ウイルスの増殖を抑える効果のある薬「アビガン」を、新型コロナの治療薬として製造販売する申請が出され、厚生労働省が審査を進めている。

　メーカーの発表によると、臨床試験（治験）で症状の改善が数日程度早くなるとの結果が得られ、安全面での新たな懸念は認められなかったという。

　いうまでもなく、治験は限られた人数や条件の下で実施されるものだ。承認にあたっては有効性と安全性両面からの厳格な審査が求められる。スピード感は大切だが、スケジュールありきで進めるべきではない。

　アビガンは６年前に新型インフルエンザ治療薬として承認された。このときは「他の薬が効かず、国が使用すると判断した場合にのみ」という異例の条件が付いた。動物実験で胎児に奇形が出る副作用が確認され、妊婦や妊娠の可能性のある女性には投与できない。

　今回の治験や臨床研究では、新型インフル向けに定められた用量・用法に比べ、１日の服用量は多く、投与の期間も長かった。
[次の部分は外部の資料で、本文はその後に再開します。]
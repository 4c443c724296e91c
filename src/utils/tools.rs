//! Go toolchain detection with graceful degradation
//!
//! The generated `go.mod` pins the `major.minor` version of the Go toolchain
//! installed on the machine. When no toolchain can be found the scaffold still
//! proceeds with [`FALLBACK_GO_VERSION`].

use std::path::PathBuf;
use std::process::Command;
use std::sync::OnceLock;

use regex::Regex;
use which::which;

/// Version written to `go.mod` when no toolchain is detected
pub const FALLBACK_GO_VERSION: &str = "1.21";

/// Where the `go` directive version came from
#[derive(Debug, Clone, Copy, PartialEq, Eq)]
pub enum VersionSource {
    /// `[toolchain] go_version` in config.toml
    Config,
    /// Output of the installed `go` binary
    Detected,
    /// Built-in fallback
    Fallback,
}

/// Resolved Go toolchain version
#[derive(Debug, Clone, PartialEq, Eq)]
pub struct GoVersion {
    /// `major.minor`, e.g. `1.21`
    pub major_minor: String,
    pub source: VersionSource,
}

impl GoVersion {
    /// Resolve the version, preferring an explicit override over detection
    pub fn resolve(override_version: Option<&str>) -> Self {
        if let Some(version) = override_version.and_then(extract_major_minor) {
            return Self {
                major_minor: version,
                source: VersionSource::Config,
            };
        }

        match detect_go_version() {
            Some(major_minor) => Self {
                major_minor,
                source: VersionSource::Detected,
            },
            None => Self::fallback(),
        }
    }

    /// The built-in fallback version
    pub fn fallback() -> Self {
        Self {
            major_minor: FALLBACK_GO_VERSION.to_string(),
            source: VersionSource::Fallback,
        }
    }
}

fn version_pattern() -> &'static Regex {
    static PATTERN: OnceLock<Regex> = OnceLock::new();
    PATTERN.get_or_init(|| Regex::new(r"\d+\.\d+").expect("version pattern is valid"))
}

/// Extract the first `major.minor` pair from a version string
///
/// `go1.21.3` becomes `1.21`; the patch component is dropped.
pub fn extract_major_minor(raw: &str) -> Option<String> {
    version_pattern()
        .find(raw)
        .map(|m| m.as_str().to_string())
}

/// Locate the `go` binary on `PATH`
pub fn find_go() -> Option<PathBuf> {
    which("go").ok()
}

/// Ask the installed toolchain for its version
fn detect_go_version() -> Option<String> {
    let go = find_go()?;

    // `go env GOVERSION` prints just `go1.21.3`
    if let Ok(output) = Command::new(&go).args(["env", "GOVERSION"]).output() {
        if output.status.success() {
            let raw = String::from_utf8_lossy(&output.stdout);
            if let Some(version) = extract_major_minor(raw.trim()) {
                return Some(version);
            }
        }
    }

    // Older toolchains: `go version go1.12.5 linux/amd64`
    let output = Command::new(&go).arg("version").output().ok()?;
    if !output.status.success() {
        return None;
    }
    extract_major_minor(&String::from_utf8_lossy(&output.stdout))
}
総量が増えるぶん、安全性には一層の配慮が必要だ。

　国がどのような使い方を想定しているかも気がかりだ。

　現在、季節性インフルとの同時流行に備えて、インフルか新型コロナか疑わしい患者を、共に受け入れる病院や診療所を確保する作業が各地で進む。

　身近な医師に診てもらえるのは患者には朗報だが、広く処方されているインフル治療薬と同じようにアビガンを使ってもよいか。禁忌や使用上の注意をいかに周知するか。明確な方針を示し、それに沿った取り組みを徹底しなければならない。

　危険性が十分に認識されないまま用いられ、深刻な薬害を引き起こした例もある。教訓を踏まえた慎重な対応を求めたい。あわせて、治療を受ける側も薬の特性について理解を深め、医師らとコミュニケーションを密にとることが重要だ。

　折しも、医薬品行政の透明性を高め、副作用による被害の防止を目的とする厚労省の第三者機関「医薬品等行政評価・監視委員会」が先月発足した。薬害被害者の代表も加わっている。

　米企業が開発したレムデシビルは、国内審査を簡略化する特例措置で５月にコロナ治療薬として認可された。だが世界保健機関が暫定的ながら「死亡率を改善する効果はほとんどない」とする見解を出すなど、評価は定まっていない。委員会にはまず、５月のプロセスを独自に検証することを期待したい。

　アビガンについても将来同様のレビューがあるという緊張感をもって、厚労省は今回の承認手続きに臨まねばならない。